The idea back in 1984 that his volunteering to officiate on the old Arenex floor would lead to national and international championships would have been met with a laugh. But that’s exactly where the game – and his dedication to it – has taken him.

He’s done numerous provincial and national championships and counts his first world tournament – in 2005 in Pittsburgh – as his first international competition.

It led him to world championships as far away as Slovakia and as hot as Bermuda. Through the years, he has seen the game grow, and the calibre of play improve.

NHLers like Alex Burrows (since retired) and Andrew Shaw have been among the players he’s reffed, as well as Hockey Hall of Famer Dino Ciccarelli.

It was a very physical game in the old days – not long after hockey’s Broad Street Bullies put the black eye on opponents as well as the ice version’s profile. Ball hockey had its skirmishes, too.

“My first two years of officiating just in B.C. there use to be full contact. Ball hockey when it was first introduced was a contact sport, so there was open floor hitting – nothing along the boards, though. That was taken out in about 1997.

“That’s what led to a lot of the rough play. People were used to playing the body and then they couldn’t, so there was frustration and all that. … I remember going to the ground, wrestling the players down on a few occasions, but (have) never been hit.”
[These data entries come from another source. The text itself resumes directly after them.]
//! Repository layer over GeoPackage feature tables.
//!
//! # Responsibility
//! - Define the vector-data access contract used by reconciliation services:
//!   enumerate features, read/write attributes, add fields, commit edits.
//! - Isolate SQLite and GeoPackage details from the reconciliation passes.
//!
//! # Invariants
//! - Feature enumeration is ordered by internal id ascending.
//! - A batch of edits is committed all-or-nothing.

pub mod layer_repo;
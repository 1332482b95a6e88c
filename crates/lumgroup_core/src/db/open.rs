//! Connection bootstrap utilities for GeoPackage files.
//!
//! # Responsibility
//! - Open an existing file read-write without creating it.
//! - Verify the GeoPackage catalogue before handing out the connection.
//!
//! # Invariants
//! - Returned connections have passed `validate_geopackage`.

use super::{DbError, DbResult};
use log::{error, info, warn};
use rusqlite::{Connection, OpenFlags};
use std::path::Path;
use std::time::{Duration, Instant};

/// `application_id` value (`GPKG` in ASCII) written by GeoPackage 1.2+.
pub const GPKG_APPLICATION_ID: i32 = 0x4750_4B47;

/// Legacy `application_id` (`GP10`/`GP11`) of GeoPackage 1.0 and 1.1.
const LEGACY_APPLICATION_IDS: [i32; 2] = [0x4750_3130, 0x4750_3131];

const REQUIRED_TABLES: [&str; 3] = [
    "gpkg_contents",
    "gpkg_spatial_ref_sys",
    "gpkg_geometry_columns",
];

/// Opens a GeoPackage file and validates its catalogue tables.
///
/// # Side effects
/// - Emits `gpkg_open` logging events with duration and status.
///
/// # Errors
/// - `DbError::MissingFile` when `path` is not an existing file.
/// - `DbError::Sqlite` when the file cannot be opened as SQLite.
/// - `DbError::NotAGeoPackage` when catalogue tables are missing.
pub fn open_gpkg(path: impl AsRef<Path>) -> DbResult<Connection> {
    let path = path.as_ref();
    let started_at = Instant::now();
    info!("event=gpkg_open module=db status=start");

    if !path.is_file() {
        error!(
            "event=gpkg_open module=db status=error duration_ms={} error_code=missing_file",
            started_at.elapsed().as_millis()
        );
        return Err(DbError::MissingFile(path.display().to_string()));
    }

    let conn = match Connection::open_with_flags(
        path,
        OpenFlags::SQLITE_OPEN_READ_WRITE | OpenFlags::SQLITE_OPEN_NO_MUTEX,
    ) {
        Ok(conn) => conn,
        Err(err) => {
            error!(
                "event=gpkg_open module=db status=error duration_ms={} error_code=db_open_failed error={}",
                started_at.elapsed().as_millis(),
                err
            );
            return Err(err.into());
        }
    };

    match bootstrap_connection(&conn, path) {
        Ok(()) => {
            info!(
                "event=gpkg_open module=db status=ok duration_ms={}",
                started_at.elapsed().as_millis()
            );
            Ok(conn)
        }
        Err(err) => {
            error!(
                "event=gpkg_open module=db status=error duration_ms={} error_code=gpkg_validation_failed error={}",
                started_at.elapsed().as_millis(),
                err
            );
            Err(err)
        }
    }
}

fn bootstrap_connection(conn: &Connection, path: &Path) -> DbResult<()> {
    conn.busy_timeout(Duration::from_secs(5))?;
    validate_geopackage(conn, path)
}

fn validate_geopackage(conn: &Connection, path: &Path) -> DbResult<()> {
    // A non-SQLite file only fails on first read, not on open.
    let application_id: i32 = conn.query_row("PRAGMA application_id;", [], |row| row.get(0))?;
    if application_id != GPKG_APPLICATION_ID && !LEGACY_APPLICATION_IDS.contains(&application_id)
    {
        warn!(
            "event=gpkg_open module=db status=warn reason=unexpected_application_id application_id={application_id:#x}"
        );
    }

    for table in REQUIRED_TABLES {
        if !table_exists(conn, table)? {
            return Err(DbError::NotAGeoPackage {
                path: path.display().to_string(),
                missing_table: table,
            });
        }
    }

    Ok(())
}

fn table_exists(conn: &Connection, table: &str) -> DbResult<bool> {
    let exists: i64 = conn.query_row(
        "SELECT EXISTS(
            SELECT 1
            FROM sqlite_master
            WHERE type = 'table' AND name = ?1
        );",
        [table],
        |row| row.get(0),
    )?;
    Ok(exists == 1)
}
//! Feature record and field schema types.
//!
//! # Responsibility
//! - Hold the attributes touched by reconciliation for one layer row.
//! - Describe required fields and their storage types.
//!
//! # Invariants
//! - `id` is `None` only before identifier reconciliation.
//! - `lum_cant_pos` is `0` on every record that is not a group representative.

use serde::{Deserialize, Serialize};

/// Storage handle of a layer row (the table's integer primary key).
pub type InternalId = i64;

/// Field name of the domain identifier column.
pub const ID_FIELD: &str = "ID";
/// Field name of the group representative column.
pub const ITEM_FIELD: &str = "ITEM";
/// Field name of the group cardinality column.
pub const LUM_CANT_POS_FIELD: &str = "LumCantPos";

/// One layer row as seen by reconciliation.
#[derive(Debug, Clone, PartialEq, Eq, Serialize, Deserialize)]
pub struct FeatureRecord {
    /// Used only to address edits; never rewritten.
    pub internal_id: InternalId,
    /// Domain identifier, `None` when the stored value is NULL or unusable.
    pub id: Option<i64>,
    /// Minimum `id` of the record's geometry group.
    pub item: Option<i64>,
    /// Group cardinality on the representative record, `0` elsewhere.
    pub lum_cant_pos: i64,
    /// Canonical WKT of the geometry; empty for NULL geometry.
    pub geometry_key: String,
}

impl FeatureRecord {
    /// Creates a record with output attributes at their defaults.
    pub fn new(internal_id: InternalId, id: Option<i64>, geometry_key: impl Into<String>) -> Self {
        Self {
            internal_id,
            id,
            item: None,
            lum_cant_pos: 0,
            geometry_key: geometry_key.into(),
        }
    }
}

/// Semantic attribute type for schema normalization.
#[derive(Debug, Clone, Copy, PartialEq, Eq, Serialize, Deserialize)]
#[serde(rename_all = "snake_case")]
pub enum FieldType {
    Integer,
    Real,
    Text,
}

impl FieldType {
    /// SQLite declared type used when adding the column.
    pub fn sql_type(self) -> &'static str {
        match self {
            Self::Integer => "INTEGER",
            Self::Real => "REAL",
            Self::Text => "TEXT",
        }
    }
}

/// A field that must exist on the layer schema.
#[derive(Debug, Clone, PartialEq, Eq, Serialize, Deserialize)]
pub struct FieldSpec {
    pub name: String,
    pub field_type: FieldType,
}

impl FieldSpec {
    pub fn new(name: impl Into<String>, field_type: FieldType) -> Self {
        Self {
            name: name.into(),
            field_type,
        }
    }
}

/// Names of the layer columns read and written by reconciliation.
#[derive(Debug, Clone, PartialEq, Eq, Serialize, Deserialize)]
pub struct RecordFields {
    pub id: String,
    pub item: String,
    pub lum_cant_pos: String,
}

impl Default for RecordFields {
    fn default() -> Self {
        Self {
            id: ID_FIELD.to_string(),
            item: ITEM_FIELD.to_string(),
            lum_cant_pos: LUM_CANT_POS_FIELD.to_string(),
        }
    }
}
The shouting and slamming of sticks and penalty box gates may be the primary method of complaint, but he learned quickly to shake it off.

“That happens to the best of us. Pretty much you call that gamesmanship, and that’s a way the players or coaches try to get an edge. You can call it intimidation if you want,” Grewall says.

Helping make it possible has been a supportive family, including those at the family business, S&N Lighting in Burnaby.

“It’s basically because of the family business and having brothers who can step in that have given me the opportunity where I could get away (for a tournament).”

Most of the international championships took him to some far-away hockey hot spots, like Austria, Germany, Slovakia, and even places where hockey doesn’t seem natural – like the Cayman Islands and Bermuda.

Some of those contests, like reffing a major world championship semifinal showdown between archrivals the Czech Republic and Slovakia before a crowd of 7,000 loud Czech fans, are among Grewall’s career highlights.

“We got a knock on the referee door – ‘The warmup is about to start if you’re ready to go.’ They basically wouldn’t let us out because they were waiting for the armed guards to walk us out to the floor,” he recalls.

“At the end of each period they’d be there waiting to walk us back to the change room. Luckily the games stayed close so they weren’t necessary.”

Trying to keep up with the pace outdoors at the world masters championships last October under tropical conditions was an extreme test.

“The tournament that we did, the temperature on the floor was around 40 degrees. It was roasting in the middle of the day. You’d do one maybe two games and you were pretty much done for the day,” he recalls.

It was his final international championship, and after that he decided to stay closer to home when it comes to refereeing.

He will still don the uniform at provincial championships, but his main focus is his role as the CBHA’s national referee-in-chief, helping to groom the next referees on the floor.

“I’ve just slowed down a little bit and it’s little tougher to keep up with the younger guys, who are going 90-miles-an-hour,” he says. “But it becomes a passion.”